=== Supplied data ===
⁂

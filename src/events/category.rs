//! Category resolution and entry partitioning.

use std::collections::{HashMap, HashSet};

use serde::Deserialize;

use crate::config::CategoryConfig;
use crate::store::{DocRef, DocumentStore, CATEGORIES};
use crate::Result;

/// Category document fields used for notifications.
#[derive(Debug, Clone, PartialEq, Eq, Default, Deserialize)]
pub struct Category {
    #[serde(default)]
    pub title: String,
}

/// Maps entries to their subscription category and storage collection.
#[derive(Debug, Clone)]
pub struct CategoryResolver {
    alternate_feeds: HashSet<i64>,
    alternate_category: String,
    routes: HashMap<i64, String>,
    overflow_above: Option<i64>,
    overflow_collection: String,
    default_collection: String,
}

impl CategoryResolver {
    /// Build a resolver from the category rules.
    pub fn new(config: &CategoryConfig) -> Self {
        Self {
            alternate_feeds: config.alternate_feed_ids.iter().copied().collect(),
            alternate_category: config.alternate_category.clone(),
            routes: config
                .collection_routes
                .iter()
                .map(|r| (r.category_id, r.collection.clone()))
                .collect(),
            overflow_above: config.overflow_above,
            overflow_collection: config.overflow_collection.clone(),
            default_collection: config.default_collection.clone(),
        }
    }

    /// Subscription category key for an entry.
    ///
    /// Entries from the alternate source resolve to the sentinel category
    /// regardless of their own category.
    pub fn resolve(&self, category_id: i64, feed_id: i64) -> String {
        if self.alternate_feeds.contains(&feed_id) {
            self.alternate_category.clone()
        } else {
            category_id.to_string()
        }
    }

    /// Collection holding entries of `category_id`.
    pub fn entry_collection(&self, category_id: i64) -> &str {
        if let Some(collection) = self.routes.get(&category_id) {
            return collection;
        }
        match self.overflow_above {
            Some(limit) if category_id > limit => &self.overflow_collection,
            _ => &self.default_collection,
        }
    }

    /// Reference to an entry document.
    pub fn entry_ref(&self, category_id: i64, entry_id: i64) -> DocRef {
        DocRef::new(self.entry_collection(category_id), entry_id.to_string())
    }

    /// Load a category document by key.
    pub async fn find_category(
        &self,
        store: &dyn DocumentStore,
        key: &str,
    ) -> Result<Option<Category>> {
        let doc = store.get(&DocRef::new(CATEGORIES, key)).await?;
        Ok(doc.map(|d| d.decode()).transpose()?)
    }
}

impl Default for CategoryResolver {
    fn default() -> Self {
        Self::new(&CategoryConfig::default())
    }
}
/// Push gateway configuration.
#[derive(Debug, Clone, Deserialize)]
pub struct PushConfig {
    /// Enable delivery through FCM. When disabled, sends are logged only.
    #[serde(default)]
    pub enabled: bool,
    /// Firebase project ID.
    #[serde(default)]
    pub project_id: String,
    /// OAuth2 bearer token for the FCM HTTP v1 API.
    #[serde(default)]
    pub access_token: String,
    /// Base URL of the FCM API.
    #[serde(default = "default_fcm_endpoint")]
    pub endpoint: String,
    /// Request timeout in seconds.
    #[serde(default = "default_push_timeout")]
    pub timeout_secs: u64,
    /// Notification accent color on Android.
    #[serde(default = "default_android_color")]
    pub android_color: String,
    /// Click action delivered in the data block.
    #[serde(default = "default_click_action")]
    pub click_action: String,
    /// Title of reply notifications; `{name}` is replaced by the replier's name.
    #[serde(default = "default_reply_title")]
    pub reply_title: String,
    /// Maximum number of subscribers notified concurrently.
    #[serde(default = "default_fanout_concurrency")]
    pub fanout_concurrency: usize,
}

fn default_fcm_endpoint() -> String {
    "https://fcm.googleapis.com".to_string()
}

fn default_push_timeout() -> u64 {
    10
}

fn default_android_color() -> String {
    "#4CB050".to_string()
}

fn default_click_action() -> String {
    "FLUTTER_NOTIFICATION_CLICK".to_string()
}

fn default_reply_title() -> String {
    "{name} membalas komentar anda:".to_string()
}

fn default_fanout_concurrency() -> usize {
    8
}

⁂

=== Task requirements ===
Reproduce the whole listing, exactly.

=== Response box ===
filename src/events/category.rs
//! Category resolution and entry partitioning.

use std::collections::{HashMap, HashSet};

use serde::Deserialize;

use crate::config::CategoryConfig;
use crate::store::{DocRef, DocumentStore, CATEGORIES};
use crate::Result;

/// Category document fields used for notifications.
#[derive(Debug, Clone, PartialEq, Eq, Default, Deserialize)]
pub struct Category {
    #[serde(default)]
    pub title: String,
}

/// Maps entries to their subscription category and storage collection.
#[derive(Debug, Clone)]
pub struct CategoryResolver {
    alternate_feeds: HashSet<i64>,
    alternate_category: String,
    routes: HashMap<i64, String>,
    overflow_above: Option<i64>,
    overflow_collection: String,
    default_collection: String,
}

impl CategoryResolver {
    /// Build a resolver from the category rules.
    pub fn new(config: &CategoryConfig) -> Self {
        Self {
            alternate_feeds: config.alternate_feed_ids.iter().copied().collect(),
            alternate_category: config.alternate_category.clone(),
            routes: config
                .collection_routes
                .iter()
                .map(|r| (r.category_id, r.collection.clone()))
                .collect(),
            overflow_above: config.overflow_above,
            overflow_collection: config.overflow_collection.clone(),
            default_collection: config.default_collection.clone(),
        }
    }

    /// Subscription category key for an entry.
    ///
    /// Entries from the alternate source resolve to the sentinel category
    /// regardless of their own category.
    pub fn resolve(&self, category_id: i64, feed_id: i64) -> String {
        if self.alternate_feeds.contains(&feed_id) {
            self.alternate_category.clone()
        } else {
            category_id.to_string()
        }
    }

    /// Collection holding entries of `category_id`.
    pub fn entry_collection(&self, category_id: i64) -> &str {
        if let Some(collection) = self.routes.get(&category_id) {
            return collection;
        }
        match self.overflow_above {
            Some(limit) if category_id > limit => &self.overflow_collection,
            _ => &self.default_collection,
        }
    }

    /// Reference to an entry document.
    pub fn entry_ref(&self, category_id: i64, entry_id: i64) -> DocRef {
        DocRef::new(self.entry_collection(category_id), entry_id.to_string())
    }

    /// Load a category document by key.
    pub async fn find_category(
        &self,
        store: &dyn DocumentStore,
        key: &str,
    ) -> Result<Option<Category>> {
        let doc = store.get(&DocRef::new(CATEGORIES, key)).await?;
        Ok(doc.map(|d| d.decode()).transpose()?)
    }
}

impl Default for CategoryResolver {
    fn default() -> Self {
        Self::new(&CategoryConfig::default())
    }
}
/// Push gateway configuration.
#[derive(Debug, Clone, Deserialize)]
pub struct PushConfig {
    /// Enable delivery through FCM. When disabled, sends are logged only.
    #[serde(default)]
    pub enabled: bool,
    /// Firebase project ID.
    #[serde(default)]
    pub project_id: String,
    /// OAuth2 bearer token for the FCM HTTP v1 API.
    #[serde(default)]
    pub access_token: String,
    /// Base URL of the FCM API.
    #[serde(default = "default_fcm_endpoint")]
    pub endpoint: String,
    /// Request timeout in seconds.
    #[serde(default = "default_push_timeout")]
    pub timeout_secs: u64,
    /// Notification accent color on Android.
    #[serde(default = "default_android_color")]
    pub android_color: String,
    /// Click action delivered in the data block.
    #[serde(default = "default_click_action")]
    pub click_action: String,
    /// Title of reply notifications; `{name}` is replaced by the replier's name.
    #[serde(default = "default_reply_title")]
    pub reply_title: String,
    /// Maximum number of subscribers notified concurrently.
    #[serde(default = "default_fanout_concurrency")]
    pub fanout_concurrency: usize,
}

fn default_fcm_endpoint() -> String {
    "https://fcm.googleapis.com".to_string()
}

fn default_push_timeout() -> u64 {
    10
}

fn default_android_color() -> String {
    "#4CB050".to_string()
}

fn default_click_action() -> String {
    "FLUTTER_NOTIFICATION_CLICK".to_string()
}

fn default_reply_title() -> String {
    "{name} membalas komentar anda:".to_string()
}

fn default_fanout_concurrency() -> usize {
    8
}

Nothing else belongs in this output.